Comment by tuetuopay

Comment by tuetuopay 5 days ago

21 replies

> in one of our concentration camps

As a European, I find the use of "concentration camp" to be a very strong word. Trump and its administration are often touted as a Nazi and such. How much of this is hyperbole, and how much of this is real?

Nazis were systemic against a religion and disabilities. They made systemic ways of exterminating those deemed "unpure". The concentration camps had gas chambers to kill people. Is this really what is happening in the US?

Note: this is not snark to defend Trump, I'm French and I could not care less. I genuinely want to understand. I feel like the Nazi lexical field is much much weaker in the US, and people are more eager to use it over there than here in Europe.

disposition2 5 days ago

I think maybe OP was using the traditional definition of the word, and hopefully not trying to imply we have Treblinka’s across the US.

But there is some cause for concern regarding the detention centers and the lack of oversight.

For example, even Congress members have to provide 7 days of notice if they wish to visit a center [1]. So, the only real oversight is from the executive. And these centers are often ran by private companies somewhat notorious for bad conditions and lawsuits related to bad conditions / civil rights violations.

Here’s a story about where we’re holding families and children:

https://www.mprnews.org/episode/2026/01/27/inside-the-dilley...

1. https://www.cbsnews.com/news/ice-facilities-homeland-securit...

  • array_key_first 4 days ago

    This doesn't even touch our, ahem, overseas facilities, which certainly do not have the same standards.

einr 5 days ago

Nazis were systemic against a religion and disabilities. They made systemic ways of exterminating those deemed "unpure". The concentration camps had gas chambers to kill people.
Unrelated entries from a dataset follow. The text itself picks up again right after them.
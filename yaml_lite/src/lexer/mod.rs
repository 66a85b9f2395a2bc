pub mod tokens;

pub use tokens::{Loc, Located, Token};

#[derive(Debug, Clone, PartialEq, Eq)]
pub struct LexError {
    pub message: String,
    pub loc: Loc,
}

/// Tokenizes an indentation-sensitive, line-oriented subset of YAML.
///
/// Unlike a classic char-at-a-time scanner this walks whole lines: a blank
/// line or a comment-only line contributes nothing, and every other line
/// contributes an `Indent(n)` marker followed by the line's own tokens. The
/// parser never needs to chase newline tokens to find a line boundary.
pub struct Tokenizer<'a> {
    source: &'a str,
}

impl<'a> Tokenizer<'a> {
    pub fn new(source: &'a str) -> Self {
        Self { source }
    }

    pub fn tokenize(&self) -> Result<Vec<Located<'a>>, LexError> {
        let mut out = Vec::new();
        for (line_no, raw_line) in self.source.lines().enumerate() {
            let line = strip_comment(raw_line);
            if line.trim().is_empty() {
                continue;
            }
            let indent = line.len() - line.trim_start_matches(' ').len();
            let loc = Loc { line: line_no + 1, col: 1 };
            out.push(Located { token: Token::Indent(indent), loc });
            tokenize_line(&line[indent..], line_no + 1, indent + 1, &mut out)?;
        }
        out.push(Located {
            token: Token::Eof,
            loc: Loc { line: self.source.lines().count() + 1, col: 1 },
        });
        Ok(out)
    }
}

fn strip_comment(line: &str) -> &str {
    let mut in_quotes = false;
    for (i, ch) in line.char_indices() {
        match ch {
            '"' => in_quotes = !in_quotes,
            '#' if !in_quotes => return &line[..i],
            _ => {}
        }
    }
    line
}

fn tokenize_line<'a>(
    mut rest: &'a str,
    line_no: usize,
    mut col: usize,
    out: &mut Vec<Located<'a>>,
) -> Result<(), LexError> {
    loop {
        let trimmed = rest.trim_start_matches(' ');
        col += rest.len() - trimmed.len();
        rest = trimmed;
        if rest.is_empty() {
            return Ok(());
        }
        let loc = Loc { line: line_no, col };
        let ch = rest.as_bytes()[0] as char;
        match ch {
            '-' if rest.len() == 1 || rest.as_bytes()[1] == b' ' => {
                out.push(Located { token: Token::Dash, loc });
                rest = &rest[1..];
                col += 1;
            }
            ':' => {
                out.push(Located { token: Token::Colon, loc });
                rest = &rest[1..];
                col += 1;
            }
            ',' => {
                out.push(Located { token: Token::Comma, loc });
                rest = &rest[1..];
                col += 1;
            }
            '[' => {
                out.push(Located { token: Token::OpenBracket, loc });
                rest = &rest[1..];
                col += 1;
            }
            ']' => {
                out.push(Located { token: Token::CloseBracket, loc });
                rest = &rest[1..];
                col += 1;
            }
            '{' => {
                out.push(Located { token: Token::OpenBrace, loc });
                rest = &rest[1..];
                col += 1;
            }
            '}' => {
                out.push(Located { token: Token::CloseBrace, loc });
                rest = &rest[1..];
                col += 1;
            }
            '"' => {
                let body = &rest[1..];
                let end = body.find('"').ok_or(LexError {
                    message: "unterminated string".to_string(),
                    loc,
                })?;
                out.push(Located { token: Token::Scalar(&body[..end]), loc });
                col += end + 2;
                rest = &body[end + 1..];
            }
            _ => {
                let end = rest
                    .find([':', ',', '[', ']', '{', '}'])
                    .unwrap_or(rest.len());
                let word = rest[..end].trim_end_matches(' ');
                if word.is_empty() {
                    return Err(LexError {
                        message: format!("unexpected character '{}'", ch),
                        loc,
                    });
                }
                out.push(Located { token: Token::Identifier(word), loc });
                col += end;
                rest = &rest[end..];
            }
        }
    }
}
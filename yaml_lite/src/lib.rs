pub mod from_yaml;
pub mod lexer;

pub use from_yaml::FromYaml;

use std::collections::BTreeMap;
use std::fmt;

use lexer::{LexError, Loc, Located, Token, Tokenizer};

/// Errors produced while lexing, parsing, or converting a document into a
/// typed value.
#[derive(Debug, Clone)]
pub enum YamlError {
    Lex(LexError),
    Parse { message: String, loc: Loc },
    Generic(String),
}

impl fmt::Display for YamlError {
    fn fmt(&self, f: &mut fmt::Formatter<'_>) -> fmt::Result {
        match self {
            YamlError::Lex(e) => write!(f, "{}:{}: {}", e.loc.line, e.loc.col, e.message),
            YamlError::Parse { message, loc } => {
                write!(f, "{}:{}: {}", loc.line, loc.col, message)
            }
            YamlError::Generic(msg) => write!(f, "{}", msg),
        }
    }
}

impl std::error::Error for YamlError {}

impl From<LexError> for YamlError {
    fn from(e: LexError) -> Self {
        YamlError::Lex(e)
    }
}

#[derive(Debug, Clone, PartialEq, Eq)]
pub enum YamlValue<'a> {
    Map(BTreeMap<&'a str, YamlValue<'a>>),
    List(Vec<YamlValue<'a>>),
    Scalar(&'a str),
}

impl<'a> YamlValue<'a> {
    pub fn get(&self, key: &str) -> Option<&YamlValue<'a>> {
        match self {
            YamlValue::Map(m) => m.get(key),
            _ => None,
        }
    }

    pub fn index(&self, i: usize) -> Option<&YamlValue<'a>> {
        match self {
            YamlValue::List(l) => l.get(i),
            _ => None,
        }
    }

    pub fn as_str(&self) -> Option<&'a str> {
        match self {
            YamlValue::Scalar(s) => Some(s),
            _ => None,
        }
    }
}

/// Recursive-descent parser over a flat, pre-tokenized stream.
///
/// Blocks (maps and sequences) are recognized by comparing the `Indent`
/// marker at the start of each line against the indent the current block
/// opened at: a deeper indent starts a nested block, an equal indent is a
/// sibling entry, and a shallower indent ends the block without consuming
/// the token, so the caller one level up can see it.
pub struct Parser<'a> {
    tokens: Vec<Located<'a>>,
    pos: usize,
}

const NESTED_INDENT_STEP: usize = 2;

impl<'a> Parser<'a> {
    pub fn new(source: &'a str) -> Result<Self, YamlError> {
        let tokens = Tokenizer::new(source).tokenize()?;
        Ok(Self { tokens, pos: 0 })
    }

    pub fn parse(&mut self) -> Result<YamlValue<'a>, YamlError> {
        match self.tok() {
            Token::Indent(n) => {
                let indent = *n;
                self.bump();
                self.parse_block(indent)
            }
            Token::Eof => Ok(YamlValue::Map(BTreeMap::new())),
            other => Err(self.err(format!("expected start of document, found {:?}", other))),
        }
    }

    fn tok(&self) -> &Token<'a> {
        &self.tokens[self.pos].token
    }

    fn loc(&self) -> Loc {
        self.tokens[self.pos].loc
    }

    fn bump(&mut self) -> Token<'a> {
        let t = self.tokens[self.pos].token.clone();
        if self.pos + 1 < self.tokens.len() {
            self.pos += 1;
        }
        t
    }

    fn next_is_colon(&self) -> bool {
        self.tokens
            .get(self.pos + 1)
            .map(|l| l.token == Token::Colon)
            .unwrap_or(false)
    }

    fn err(&self, message: impl Into<String>) -> YamlError {
        YamlError::Parse { message: message.into(), loc: self.loc() }
    }

    fn parse_block(&mut self, indent: usize) -> Result<YamlValue<'a>, YamlError> {
        match self.tok() {
            Token::Dash => self.parse_block_list(indent),
            Token::Identifier(_) if self.next_is_colon() => self.parse_block_map(indent),
            _ => self.parse_inline_value(),
        }
    }

    fn parse_block_list(&mut self, indent: usize) -> Result<YamlValue<'a>, YamlError> {
        let mut items = Vec::new();
        loop {
            if !matches!(self.tok(), Token::Dash) {
                break;
            }
            self.bump();
            items.push(self.parse_item_value(indent)?);
            if !self.consume_indent_matching(indent) {
                break;
            }
        }
        Ok(YamlValue::List(items))
    }

    fn parse_block_map(&mut self, indent: usize) -> Result<YamlValue<'a>, YamlError> {
        let mut map = BTreeMap::new();
        loop {
            let key = match self.tok() {
                Token::Identifier(s) => *s,
                _ => break,
            };
            self.bump();
            if !matches!(self.tok(), Token::Colon) {
                return Err(self.err(format!("expected ':' after key '{}'", key)));
            }
            self.bump();
            let value = self.parse_item_value(indent)?;
            map.insert(key, value);
            if !self.consume_indent_matching(indent) {
                break;
            }
        }
        Ok(YamlValue::Map(map))
    }

    /// Parses what follows a `key:` or `- `: either an inline scalar/flow
    /// value on the same line, or a nested block starting on the next line.
    fn parse_item_value(&mut self, parent_indent: usize) -> Result<YamlValue<'a>, YamlError> {
        if let Token::Identifier(_) = self.tok() {
            if self.next_is_colon() {
                return self.parse_block_map(parent_indent + NESTED_INDENT_STEP);
            }
        }
        if let Token::Indent(n) = self.tok() {
            let n = *n;
            if n <= parent_indent {
                return Ok(YamlValue::Scalar(""));
            }
            self.bump();
            return self.parse_block(n);
        }
        self.parse_inline_value()
    }

    fn consume_indent_matching(&mut self, indent: usize) -> bool {
        match self.tok() {
            Token::Indent(n) if *n == indent => {
                self.bump();
                true
            }
            _ => false,
        }
    }

    fn parse_inline_value(&mut self) -> Result<YamlValue<'a>, YamlError> {
        match self.tok().clone() {
            Token::OpenBracket => self.parse_flow_list(),
            Token::OpenBrace => self.parse_flow_map(),
            Token::Identifier(s) => {
                self.bump();
                Ok(YamlValue::Scalar(s))
            }
            Token::Scalar(s) => {
                self.bump();
                Ok(YamlValue::Scalar(s))
            }
            other => Err(self.err(format!("unexpected token {:?}", other))),
        }
    }

    fn parse_flow_list(&mut self) -> Result<YamlValue<'a>, YamlError> {
        self.bump();
        let mut items = Vec::new();
        loop {
            if matches!(self.tok(), Token::CloseBracket) {
                self.bump();
                break;
            }
            items.push(self.parse_inline_value()?);
            match self.tok() {
                Token::Comma => {
                    self.bump();
                }
                Token::CloseBracket => {
                    self.bump();
                    break;
                }
                other => return Err(self.err(format!("expected ',' or ']', found {:?}", other))),
            }
        }
        Ok(YamlValue::List(items))
    }

    fn parse_flow_map(&mut self) -> Result<YamlValue<'a>, YamlError> {
        self.bump();
        let mut map = BTreeMap::new();
        loop {
            if matches!(self.tok(), Token::CloseBrace) {
                self.bump();
                break;
            }
            let key = match self.tok() {
                Token::Identifier(s) => *s,
                other => return Err(self.err(format!("expected key, found {:?}", other))),
            };
            self.bump();
            if !matches!(self.tok(), Token::Colon) {
                return Err(self.err("expected ':'"));
            }
            self.bump();
            let value = self.parse_inline_value()?;
            map.insert(key, value);
            match self.tok() {
                Token::Comma => {
                    self.bump();
                }
                Token::CloseBrace => {
                    self.bump();
                    break;
                }
                other => {
                    return Err(self.err(format!("expected ',' or '}}', found {:?}", other)))
                }
            }
        }
        Ok(YamlValue::Map(map))
    }
}

#[cfg(test)]
mod tests {
    use super::*;

    #[test]
    fn parses_flat_map() {
        let src = "port: 8080\nhost: 127.0.0.1\n";
        let mut parser = Parser::new(src).unwrap();
        let value = parser.parse().unwrap();
        assert_eq!(value.get("port").and_then(|v| v.as_str()), Some("8080"));
        assert_eq!(value.get("host").and_then(|v| v.as_str()), Some("127.0.0.1"));
    }

    #[test]
    fn parses_nested_list_of_maps() {
        let src = "routes:\n  - path: /api\n    root: ./www\n  - path: /static\n    root: ./assets\n";
        let mut parser = Parser::new(src).unwrap();
        let value = parser.parse().unwrap();
        let routes = value.get("routes").unwrap();
        assert_eq!(routes.index(0).unwrap().get("path").and_then(|v| v.as_str()), Some("/api"));
        assert_eq!(routes.index(1).unwrap().get("root").and_then(|v| v.as_str()), Some("./assets"));
    }

    #[test]
    fn parses_inline_flow_list() {
        let src = "methods: [GET, POST]\n";
        let mut parser = Parser::new(src).unwrap();
        let value = parser.parse().unwrap();
        let methods = value.get("methods").unwrap();
        assert_eq!(methods.index(0).and_then(|v| v.as_str()), Some("GET"));
        assert_eq!(methods.index(1).and_then(|v| v.as_str()), Some("POST"));
    }

    #[test]
    fn strips_comments_and_blank_lines() {
        let src = "# a comment\nport: 8080\n\n# trailing\n";
        let mut parser = Parser::new(src).unwrap();
        let value = parser.parse().unwrap();
        assert_eq!(value.get("port").and_then(|v| v.as_str()), Some("8080"));
    }
}
use std::collections::HashMap;
use std::fs::File;
use std::os::unix::fs::PermissionsExt;
use std::path::Path;

use memmap2::Mmap;

use crate::mime::mime_type_for_path;

fn status_text(code: u16) -> &'static str {
    match code {
        200 => "OK",
        400 => "Bad Request",
        403 => "Forbidden",
        404 => "Not Found",
        405 => "Method Not Allowed",
        500 => "Internal Server Error",
        _ => "Error",
    }
}

enum Body {
    Empty,
    Inline(Vec<u8>),
    Mapped(Mmap),
}

impl Body {
    fn as_bytes(&self) -> &[u8] {
        match self {
            Body::Empty => &[],
            Body::Inline(v) => v,
            Body::Mapped(m) => m,
        }
    }
}

/// Built from (document-root, path, keep-alive, status code): a status
/// line, an ordered header block, and a content region that is either an
/// inline byte vector (error bodies) or a read-only shared memory map of a
/// static file, written as the second scatter slot by the connection.
pub struct HttpResponse {
    pub status_code: u16,
    headers: Vec<(String, String)>,
    body: Body,
}

impl HttpResponse {
    /// Resolves `path` under `document_root` and builds the response that
    /// serves it, substituting a configured or inline error body for
    /// non-2xx outcomes.
    pub fn for_file(
        document_root: &str,
        path: &str,
        keep_alive: bool,
        keepalive_timeout_secs: u64,
        keepalive_max_requests: u32,
        error_pages: &HashMap<u16, String>,
    ) -> Self {
        match resolve_file(document_root, path) {
            Ok((file, mime)) => {
                let mmap = unsafe { Mmap::map(&file) }.ok();
                match mmap {
                    Some(mmap) => {
                        let len = mmap.len();
                        let mut res = Self {
                            status_code: 200,
                            headers: Vec::new(),
                            body: Body::Mapped(mmap),
                        };
                        res.push_common_headers(keep_alive, keepalive_timeout_secs, keepalive_max_requests);
                        res.headers.push(("Content-Type".to_string(), mime.to_string()));
                        res.headers.push(("Content-Length".to_string(), len.to_string()));
                        res
                    }
                    None => Self::error(500, keep_alive, keepalive_timeout_secs, keepalive_max_requests, error_pages),
                }
            }
            Err(code) => Self::error(code, keep_alive, keepalive_timeout_secs, keepalive_max_requests, error_pages),
        }
    }

    pub fn error(
        code: u16,
        keep_alive: bool,
        keepalive_timeout_secs: u64,
        keepalive_max_requests: u32,
        error_pages: &HashMap<u16, String>,
    ) -> Self {
        if let Some(page) = error_pages.get(&code) {
            if let Ok(content) = std::fs::read(page) {
                let mut res = Self {
                    status_code: code,
                    headers: Vec::new(),
                    body: Body::Inline(content),
                };
                res.push_common_headers(keep_alive, keepalive_timeout_secs, keepalive_max_requests);
                res.headers.push(("Content-Type".to_string(), "text/html".to_string()));
                res.headers
                    .push(("Content-Length".to_string(), res.body.as_bytes().len().to_string()));
                return res;
            }
        }
        let body = format!("<html><body><h1>{} {}</h1></body></html>", code, status_text(code));
        let mut res =
            Self { status_code: code, headers: Vec::new(), body: Body::Inline(body.into_bytes()) };
        res.push_common_headers(keep_alive, keepalive_timeout_secs, keepalive_max_requests);
        res.headers.push(("Content-Type".to_string(), "text/html".to_string()));
        res.headers.push(("Content-Length".to_string(), res.body.as_bytes().len().to_string()));
        res
    }

    fn push_common_headers(&mut self, keep_alive: bool, timeout_secs: u64, max_requests: u32) {
        if keep_alive {
            self.headers.push(("Connection".to_string(), "keep-alive".to_string()));
            self.headers.push((
                "Keep-Alive".to_string(),
                format!("timeout={}, max={}", timeout_secs, max_requests),
            ));
        } else {
            self.headers.push(("Connection".to_string(), "close".to_string()));
        }
    }

    pub fn is_keep_alive(&self) -> bool {
        self.headers.iter().any(|(k, v)| k == "Connection" && v == "keep-alive")
    }

    /// Status line plus ordered header block plus terminating CRLF.
    pub fn header_bytes(&self) -> Vec<u8> {
        let mut out = format!("HTTP/1.1 {} {}\r\n", self.status_code, status_text(self.status_code))
            .into_bytes();
        for (k, v) in &self.headers {
            out.extend_from_slice(format!("{}: {}\r\n", k, v).as_bytes());
        }
        out.extend_from_slice(b"\r\n");
        out
    }

    pub fn body_bytes(&self) -> &[u8] {
        self.body.as_bytes()
    }
}

fn resolve_file(document_root: &str, path: &str) -> Result<(File, &'static str), u16> {
    let abs = Path::new(document_root).join(path.trim_start_matches('/'));
    let metadata = std::fs::metadata(&abs).map_err(|_| 404u16)?;
    if !metadata.is_file() {
        return Err(404);
    }
    if metadata.permissions().mode() & 0o004 == 0 {
        return Err(403);
    }
    let file = File::open(&abs).map_err(|_| 500u16)?;
    Ok((file, mime_type_for_path(path)))
}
Is this really what is happening in the US?

It is often useful to differentiate between "concentration camps" and "death camps" or "extermination camps". The Nazis had both. Some of their concentration camps were focused on concentrating and detaining people, some of them also systematically killed them -- they are not the same. If you fail to make this distinction, then saying "America has concentration camps" could make it sound like they're running extermination camps.

The US does to my knowledge not yet have those, nor as large-scale application of concentration camps as Germany did, and whether you even want to use the term "concentration camp" rather than something more like "detention facility" is up to you, but the federal government certainly has camps where people detained by ICE are being concentrated. Sometimes they are also subject to human rights abuses and/or die there.

Here's one of these camps, for example: https://en.wikipedia.org/wiki/Camp_East_Montana

Here is a list of people dying under ICE detention: https://en.wikipedia.org/wiki/List_of_deaths_in_ICE_detentio...

  • kakacik 5 days ago

    > Here's one of these camps, for example: https://en.wikipedia.org/wiki/Camp_East_Montana

    Thats a textbook concentration camp. You are correct in your descriptions and distinction from extermination camps, concentration camps are not that rare even these days around the world in troubled places.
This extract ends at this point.